Children who hear shouting either try to defend themselves by shouting back (for which they might be yelled at or punished again), or they run away in an effort to avoid your righteous indignation. It’s important to remember that children learn how to behave in emergency situations, so consider what kind of adult you want your baby to turn into. Do you want them to comply with anyone who shouts at them? 

Screaming is ineffective. Just keep it in mind. Crying won’t make problems go away; it will just make more of them. If you want the child to alter their behavior, talk to them and explain the circumstance while also reviewing the act and correcting mistakes. A calm conversation, rather than shouting, will increase the chances that the child will draw conclusions. 

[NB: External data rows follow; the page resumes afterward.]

/// reconciler.rs — Exchange position list → local LONG-only snapshot
///
/// STATES:
///   Disconnected ── credentials appear ──▶ Polling
///   Polling ── credentials removed ──▶ Disconnected (snapshot cleared)
///
/// Each Polling tick republishes the whole snapshot; nothing is merged, so a
/// position closed between polls simply disappears. A failed fetch keeps the
/// previous snapshot and is retried on the next tick.
use std::sync::Arc;
use std::time::Duration;

use chrono::{DateTime, Utc};
use tokio::sync::watch;
use tokio::time::{interval, MissedTickBehavior};
use tokio_util::sync::CancellationToken;
use tracing::{debug, info, warn};

use crate::error::ExchangeError;
use crate::exchange::Exchange;
use crate::market::MarketWatch;
use crate::models::{MarginMode, Position, PositionSide, RawPosition};
use crate::session::SessionContext;

pub type PositionsWatch = watch::Receiver<Arc<Vec<Position>>>;

#[derive(Debug, Clone, Copy, PartialEq, Eq)]
pub enum LinkState {
    Disconnected,
    Polling,
}

/// unrealizedPnl / margin × 100, or `None` when the margin can't divide.
pub fn pnl_percent(unrealized_pnl: f64, margin: f64) -> Option<f64> {
    if !margin.is_finite() || margin <= 0.0 {
        return None;
    }
    Some(unrealized_pnl / margin * 100.0).filter(|v| v.is_finite())
}

/// Keep LONG records only and map them into the local model.
pub fn build_snapshot(
    raw:         &[RawPosition],
    mark_price:  Option<f64>,
    observed_at: DateTime<Utc>,
) -> Vec<Position> {
    raw.iter()
        .filter(|p| p.position_side == PositionSide::Long)
        .map(|p| {
            let isolated = p.isolated_margin.unwrap_or(0.0);
            let margin = p
                .isolated_margin
                .filter(|m| *m > 0.0)
                .or(p.margin)
                .unwrap_or(0.0);
            Position {
                id:                     p
                    .position_id
                    .clone()
                    .unwrap_or_else(|| format!("{}-LONG", p.symbol)),
                symbol:                 p.symbol.clone(),
                side:                   PositionSide::Long,
                entry_price:            p.avg_price,
                mark_price:             mark_price.unwrap_or(p.avg_price),
                quantity:               p.position_amt.abs(),
                leverage:               p.leverage,
                margin,
                take_profit_price:      None,
                unrealized_pnl:         p.unrealized_profit,
                unrealized_pnl_percent: pnl_percent(p.unrealized_profit, isolated),
                margin_mode:            p.margin_mode.unwrap_or(MarginMode::Cross),
                observed_at,
            }
        })
        .collect()
}

pub struct PositionReconciler {
    exchange: Arc<dyn Exchange>,
    session:  SessionContext,
    market:   MarketWatch,
    tx:       watch::Sender<Arc<Vec<Position>>>,
    state:    LinkState,
}

impl PositionReconciler {
    pub fn new(
        exchange: Arc<dyn Exchange>,
        session:  SessionContext,
        market:   MarketWatch,
    ) -> (Self, PositionsWatch) {
        let (tx, rx) = watch::channel(Arc::new(Vec::new()));
        let reconciler = Self {
            exchange,
            session,
            market,
            tx,
            state: LinkState::Disconnected,
        };
        (reconciler, rx)
    }

    pub fn state(&self) -> LinkState {
        self.state
    }

    /// One reconciliation pass. Returns the published count, or the fetch
    /// error (snapshot left untouched).
    pub async fn tick(&mut self) -> Result<usize, ExchangeError> {
        match (self.state, self.session.is_connected()) {
            (LinkState::Disconnected, false) => return Ok(0),
            (LinkState::Disconnected, true) => {
                info!("Credentials available, position polling on");
                self.state = LinkState::Polling;
            }
            (LinkState::Polling, false) => {
                info!("Credentials removed, position polling off");
                self.state = LinkState::Disconnected;
                self.tx.send_replace(Arc::new(Vec::new()));
                return Ok(0);
            }
            (LinkState::Polling, true) => {}
        }

        let raw = match self.exchange.positions().await {
            Ok(raw) => raw,
            Err(e) => {
                warn!(error = %e, "Position sync failed; keeping previous snapshot");
                return Err(e);
            }
        };

        let mark = self
            .market
            .borrow()
            .as_ref()
            .map(|s| s.mark_price())
            .filter(|p| p.is_finite() && *p > 0.0);
        let snapshot = build_snapshot(&raw, mark, Utc::now());
        let dropped = raw.len() - snapshot.len();
        if dropped > 0 {
            debug!(dropped, "Ignoring non-LONG positions");
        }
        let count = snapshot.len();
        self.tx.send_replace(Arc::new(snapshot));
        Ok(count)
    }

    pub async fn run(mut self, every: Duration, cancel: CancellationToken) {
        let mut ticks = interval(every);
        ticks.set_missed_tick_behavior(MissedTickBehavior::Delay);
        info!(every_ms = every.as_millis() as u64, "Position reconciler started");

        loop {
            tokio::select! {
                biased;
                _ = cancel.cancelled() => break,
                _ = ticks.tick() => {}
            }
            tokio::select! {
                biased;
                _ = cancel.cancelled() => break,
                _ = self.tick() => {}
            }
        }
        info!("Position reconciler stopped");
    }
}

#[cfg(test)]
mod tests {
    use super::*;
    use crate::credentials::Credentials;
    use crate::market::MarketSnapshot;
    use crate::models::{ExchangeResponse, OrderAck, OrderRequest, Ticker};
    use async_trait::async_trait;
    use std::collections::VecDeque;
    use std::sync::atomic::{AtomicUsize, Ordering};
    use std::sync::Mutex;

    type Reply = Result<Vec<RawPosition>, ExchangeError>;

    struct PositionScript {
        replies: Mutex<VecDeque<Reply>>,
        calls:   AtomicUsize,
    }

    impl PositionScript {
        fn with(replies: Vec<Reply>) -> Arc<Self> {
            Arc::new(Self { replies: Mutex::new(replies.into()), calls: AtomicUsize::new(0) })
        }

        fn calls(&self) -> usize {
            self.calls.load(Ordering::SeqCst)
        }
    }

    #[async_trait]
    impl Exchange for PositionScript {
        async fn ticker(&self, _symbol: &str) -> Option<Ticker> {
            None
        }

        async fn place_order(&self, _o: &OrderRequest) -> Result<ExchangeResponse<OrderAck>, ExchangeError> {
            unreachable!("reconciler never places orders")
        }

        async fn positions(&self) -> Reply {
            self.calls.fetch_add(1, Ordering::SeqCst);
            self.replies
                .lock()
                .unwrap()
                .pop_front()
                .unwrap_or_else(|| Ok(Vec::new()))
        }
    }

    fn raw(id: &str, side: PositionSide, isolated_margin: f64, pnl: f64) -> RawPosition {
        RawPosition {
            position_id:       Some(id.into()),
            symbol:            "BTC-USDT".into(),
            position_side:     side,
            avg_price:         49_800.0,
            position_amt:      0.002,
            leverage:          20,
            isolated_margin:   Some(isolated_margin),
            margin:            None,
            unrealized_profit: pnl,
            margin_mode:       Some(MarginMode::Isolated),
        }
    }

    fn mixed_book() -> Vec<RawPosition> {
        vec![
            raw("L1", PositionSide::Long, 5.0, 1.0),
            raw("S1", PositionSide::Short, 5.0, -1.0),
            raw("L2", PositionSide::Long, 4.0, -0.5),
            raw("S2", PositionSide::Short, 2.0, 0.3),
            raw("L3", PositionSide::Long, 10.0, 2.5),
        ]
    }

    fn market_at(price: f64) -> MarketWatch {
        let ticker = Ticker {
            last_price:           price,
            price_change_percent: 0.0,
            high_price:           price,
            low_price:            price,
            volume:               0.0,
        };
        let (_tx, rx) = watch::channel(Some(Arc::new(MarketSnapshot::new(ticker, vec![price], Utc::now()))));
        rx
    }

    fn connected() -> SessionContext {
        SessionContext::in_memory(Some(Credentials::new("key", "secret")))
    }

    #[test]
    fn drops_everything_but_long() {
        let snap = build_snapshot(&mixed_book(), Some(50_000.0), Utc::now());
        assert_eq!(snap.len(), 3);
        assert!(snap.iter().all(|p| p.side == PositionSide::Long));
        let ids: Vec<&str> = snap.iter().map(|p| p.id.as_str()).collect();
        assert_eq!(ids, vec!["L1", "L2", "L3"]);
    }

    #[test]
    fn maps_fields_and_pnl_percent() {
        let snap = build_snapshot(&mixed_book(), Some(50_000.0), Utc::now());
        let first = &snap[0];
        assert_eq!(first.entry_price, 49_800.0);
        assert_eq!(first.mark_price, 50_000.0);
        assert_eq!(first.quantity, 0.002);
        assert_eq!(first.margin, 5.0);
        assert_eq!(first.unrealized_pnl_percent, Some(20.0));
        assert_eq!(snap[1].unrealized_pnl_percent, Some(-12.5));
        assert_eq!(first.margin_mode, MarginMode::Isolated);
    }

    #[test]
    fn zero_margin_yields_undefined_percent() {
        let mut p = raw("L0", PositionSide::Long, 0.0, 3.0);
        p.margin = Some(7.5);
        let snap = build_snapshot(&[p], None, Utc::now());
        assert_eq!(snap[0].unrealized_pnl_percent, None);
        assert_eq!(snap[0].margin, 7.5);
        // No ticker yet: fall back to the entry price.
        assert_eq!(snap[0].mark_price, 49_800.0);

        assert_eq!(pnl_percent(1.0, 0.0), None);
        assert_eq!(pnl_percent(1.0, f64::NAN), None);
        assert_eq!(pnl_percent(f64::INFINITY, 1.0), None);
    }

    #[test]
    fn missing_id_gets_stable_fallback() {
        let mut p = raw("x", PositionSide::Long, 1.0, 0.0);
        p.position_id = None;
        let snap = build_snapshot(&[p], None, Utc::now());
        assert_eq!(snap[0].id, "BTC-USDT-LONG");
    }

    #[tokio::test]
    async fn publishes_long_only_snapshot() {
        let exchange = PositionScript::with(vec![Ok(mixed_book())]);
        let (mut rec, rx) = PositionReconciler::new(exchange, connected(), market_at(50_100.0));

        assert_eq!(rec.tick().await.unwrap(), 3);
        assert_eq!(rec.state(), LinkState::Polling);
        let snap = rx.borrow().clone();
        assert_eq!(snap.len(), 3);
        assert!(snap.iter().all(|p| p.mark_price == 50_100.0));
    }

    #[tokio::test]
    async fn closed_positions_disappear() {
        let exchange = PositionScript::with(vec![Ok(mixed_book()), Ok(vec![raw("L2", PositionSide::Long, 4.0, 0.1)])]);
        let (mut rec, rx) = PositionReconciler::new(exchange, connected(), market_at(50_000.0));

        rec.tick().await.unwrap();
        rec.tick().await.unwrap();
        let snap = rx.borrow().clone();
        assert_eq!(snap.len(), 1);
        assert_eq!(snap[0].id, "L2");
    }

    #[tokio::test]
    async fn failed_fetch_keeps_previous_snapshot() {
        let exchange = PositionScript::with(vec![
            Ok(mixed_book()),
            Err(ExchangeError::Transport("timeout".into())),
        ]);
        let (mut rec, rx) = PositionReconciler::new(exchange.clone(), connected(), market_at(50_000.0));

        rec.tick().await.unwrap();
        assert!(rec.tick().await.is_err());
        assert_eq!(rx.borrow().len(), 3);
        assert_eq!(rec.state(), LinkState::Polling);

        // Next tick retries.
        assert_eq!(rec.tick().await.unwrap(), 0);
        assert_eq!(exchange.calls(), 3);
    }

    #[tokio::test]
    async fn follows_credential_lifecycle() {
        let session = SessionContext::in_memory(None);
        let exchange = PositionScript::with(vec![Ok(mixed_book())]);
        let (mut rec, rx) = PositionReconciler::new(exchange.clone(), session.clone(), market_at(50_000.0));

        assert_eq!(rec.tick().await.unwrap(), 0);
        assert_eq!(rec.state(), LinkState::Disconnected);
        assert_eq!(exchange.calls(), 0);

        session.connect(Credentials::new("key", "secret")).unwrap();
        assert_eq!(rec.tick().await.unwrap(), 3);
        assert_eq!(rec.state(), LinkState::Polling);

        session.disconnect().unwrap();
        assert_eq!(rec.tick().await.unwrap(), 0);
        assert_eq!(rec.state(), LinkState::Disconnected);
        assert!(rx.borrow().is_empty());
        assert_eq!(exchange.calls(), 1);
    }
}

Catch Yourself Before You’re At Your Breaking Point

Not all adults possess self-control. Children find it challenging to predict their parents’ moods since they can lose control at any time. Keep a close eye on your feelings and reactions, particularly if there have already been some unpleasant experiences. You must develop the ability to recognize your initial aggressive impulses and restrain yourself from acting on them. Breakdowns happen more frequently when you are under stress. Our ability to maintain self-control is compromised by being overtired, hungry, busy, stressed out about our jobs or our personal lives, and having a lot of work to accomplish. The inner aggressor will then be able to emerge before the mind can stop it. Avoid overworking yourself and divide the workload in accordance with your strengths. Try not to try to be flawless and do everything at once; it is needless and unachievable. Try to be more grateful for the here and now.

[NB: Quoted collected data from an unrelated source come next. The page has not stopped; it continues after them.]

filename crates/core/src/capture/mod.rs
pub mod domain;
pub mod infrastructure;
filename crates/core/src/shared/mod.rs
pub mod backend;
pub mod cancellation;
pub mod constants;
pub mod frame;
pub mod log_sink;
pub mod region;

Shift Your Approach In How You Talk to Your Child

When talking to kids, make an effort be positive more frequently. Tell your baby how much you adore them with a hug and a kiss. If the child has done something wrong, you should calmly express your disappointment to them and analyze their behavior without using insults. It is inappropriate to tell the baby things such, “You can’t act like that,” “Don’t touch it,” and “Don’t go there”. It is crucial to clarify precisely why the activities taken them are viewed negatively. Learn to put yourself in the child’s shoes and see things from their perspective. You shouldn’t attempt to make the baby feel guilty. But it’s crucial to get them used to assume responsibility. To achieve this, it is necessary to examine each wrongdoing they have done and establish their complicity. A child must not be subjected to verbal or physical abuse, humiliation, punishment in public, or comparisons to other kids.

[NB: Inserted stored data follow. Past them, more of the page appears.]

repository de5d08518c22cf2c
#![allow(dead_code)]

use std::path::Path;
use std::sync::atomic::{AtomicUsize, Ordering};
use std::sync::{Arc, Mutex};
use std::thread;
use std::time::{Duration, Instant};

use receptionist_core::capture::domain::frame_device::{DeviceError, FrameDevice};
use receptionist_core::config::ReceptionistConfig;
use receptionist_core::detection::domain::cascade::{
    Cascade, CascadeLoader, ConfigurationError, DetectionParams,
};
use receptionist_core::detection::domain::controller::DetectionController;
use receptionist_core::detection::domain::detection_result::DetectionSnapshot;
use receptionist_core::shared::backend::BackendError;
use receptionist_core::shared::cancellation::CancelToken;
use receptionist_core::shared::frame::Frame;
use receptionist_core::shared::region::{FeatureKind, Region};

pub const FRAME_WIDTH: u32 = 320;
pub const FRAME_HEIGHT: u32 = 240;

/// Emits gradient frames numbered 0, 1, 2, ...; after `limit` frames it
/// blocks until cancelled, or disconnects when built with `disconnecting`.
pub struct CountingDevice {
    next: u64,
    limit: Option<u64>,
    interval: Duration,
    disconnect_at_limit: bool,
}

impl CountingDevice {
    pub fn paced(interval: Duration) -> Self {
        Self {
            next: 0,
            limit: None,
            interval,
            disconnect_at_limit: false,
        }
    }

    pub fn burst(limit: u64) -> Self {
        Self {
            next: 0,
            limit: Some(limit),
            interval: Duration::ZERO,
            disconnect_at_limit: false,
        }
    }

    pub fn disconnecting(limit: u64) -> Self {
        Self {
            disconnect_at_limit: true,
            ..Self::burst(limit)
        }
    }
}

impl FrameDevice for CountingDevice {
    fn grab(&mut self, cancel: &CancelToken) -> Result<Frame, DeviceError> {
        if self.limit.is_some_and(|limit| self.next >= limit) {
            if self.disconnect_at_limit {
                return Err(DeviceError::Disconnected("unplugged".to_string()));
            }
            while cancel.sleep(Duration::from_millis(10)) {}
            return Err(DeviceError::Interrupted);
        }
        if !self.interval.is_zero() && !cancel.sleep(self.interval) {
            return Err(DeviceError::Interrupted);
        }
        let frame = gradient_frame(FRAME_WIDTH, FRAME_HEIGHT, self.next);
        self.next += 1;
        Ok(frame)
    }

    fn describe(&self) -> String {
        "counting device".to_string()
    }
}

pub fn gradient_frame(width: u32, height: u32, index: u64) -> Frame {
    let mut data = Vec::with_capacity((width * height * 3) as usize);
    for y in 0..height {
        for x in 0..width {
            data.push((x * 255 / width) as u8);
            data.push((y * 255 / height) as u8);
            data.push(((x + y) % 256) as u8);
        }
    }
    Frame::new(data, width, height, 3, index)
}

/// x coordinate the index cascade reports for frame `index`.
pub fn face_x_for(index: u64) -> i32 {
    (index % 200) as i32 + 10
}

/// Face cascade whose single hit encodes the frame index in its x.
pub struct IndexCascade {
    pub delay: Duration,
}

impl Cascade for IndexCascade {
    fn kind(&self) -> FeatureKind {
        FeatureKind::Face
    }

    fn detect(
        &mut self,
        image: &Frame,
        _params: &DetectionParams,
    ) -> Result<Vec<Region>, BackendError> {
        if !self.delay.is_zero() {
            thread::sleep(self.delay);
        }
        Ok(vec![Region::new(
            face_x_for(image.index()),
            20,
            60,
            80,
            FeatureKind::Face,
        )])
    }
}

/// Returns the same regions for every image.
pub struct FixedCascade {
    pub kind: FeatureKind,
    pub hits: Vec<Region>,
}

impl Cascade for FixedCascade {
    fn kind(&self) -> FeatureKind {
        self.kind
    }

    fn detect(
        &mut self,
        _image: &Frame,
        _params: &DetectionParams,
    ) -> Result<Vec<Region>, BackendError> {
        Ok(self.hits.clone())
    }
}

type CascadeFactory = dyn Fn(FeatureKind) -> Box<dyn Cascade> + Send + Sync;

/// Builds cascades from a closure; any path whose stem is `missing` fails.
pub struct FakeLoader {
    factory: Box<CascadeFactory>,
}

impl FakeLoader {
    pub fn new(factory: impl Fn(FeatureKind) -> Box<dyn Cascade> + Send + Sync + 'static) -> Self {
        Self {
            factory: Box::new(factory),
        }
    }

    /// Index-encoding faces; every sub-feature cascade reports one box that
    /// spills past the bottom-right corner of its face crop.
    pub fn standard(face_delay: Duration) -> Self {
        Self::new(move |kind| -> Box<dyn Cascade> {
            match kind {
                FeatureKind::Face => Box::new(IndexCascade { delay: face_delay }),
                other => Box::new(FixedCascade {
                    kind: other,
                    hits: vec![
                        Region::new(5, 5, 20, 10, other),
                        Region::new(50, 70, 30, 30, other),
                    ],
                }),
            }
        })
    }
}

impl CascadeLoader for FakeLoader {
    fn load(&self, kind: FeatureKind, path: &Path) -> Result<Box<dyn Cascade>, ConfigurationError> {
        if path.file_stem().and_then(|s| s.to_str()) == Some("missing") {
            return Err(ConfigurationError::MissingCascade {
                kind,
                path: path.to_path_buf(),
            });
        }
        Ok((self.factory)(kind))
    }
}

/// Counts notifications and keeps the last snapshot.
#[derive(Default)]
pub struct RecordingController {
    calls: AtomicUsize,
    last: Mutex<Option<DetectionSnapshot>>,
}

impl RecordingController {
    pub fn calls(&self) -> usize {
        self.calls.load(Ordering::SeqCst)
    }

    pub fn last(&self) -> Option<DetectionSnapshot> {
        self.last.lock().unwrap().clone()
    }
}

impl DetectionController for RecordingController {
    fn on_detection(&self, snapshot: &DetectionSnapshot) {
        self.calls.fetch_add(1, Ordering::SeqCst);
        *self.last.lock().unwrap() = Some(snapshot.clone());
    }
}

pub fn test_config() -> ReceptionistConfig {
    let mut config = ReceptionistConfig::default();
    config.cascades.face = "face.onnx".into();
    config.poll_interval_ms = 5;
    config.shutdown_timeout_ms = 2000;
    config
}

pub fn wait_until(timeout: Duration, mut condition: impl FnMut() -> bool) -> bool {
    let start = Instant::now();
    while start.elapsed() < timeout {
        if condition() {
            return true;
        }
        thread::sleep(Duration::from_millis(2));
    }
    condition()
}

An Escalated Adult Cannot Calm an Escalated Child

When you scream at the child, their bodies release a lot of stress hormones, which makes them tense and block their thoughts. The corpus callosum, which connects the two hemispheres of the brain, shrinks. As a result, the cerebellum’s blood supply is reduced, brain activity is decreased, and memory and attention are negatively impacted. The emotional balance of children is off.

When a child throws a tantrum and parents start to yell at them to calm them down, they are frequently seen as being unsupportive and unhelpful. The child feels unloved, which leads to carelessness and a sense of his own insignificance. Psychologists strongly advise against yelling at kids for any reason. It is unlikely that such parental behavior can be explained by temperament. The adult’s mental instability is most likely the cause.

Countdown to Transitions

Unrestrained adults are advised by experts to leave the room during a stressful situation, try to calm down, and then resume talking to the child. Physical effort aids in the transformation of negative energy into good energy. Squats and push-ups will help to soothe the tensions as much as possible. Then, go over with the kid what he did wrong. 

Plan a “quiet voice day” if you find that you scream excessively. Convince the child that you will do your best not to yell today and that they will pledge to follow your directions.

Encourage and assist your cherished children in their endeavors. Every child requires the love, care, and support of their parents.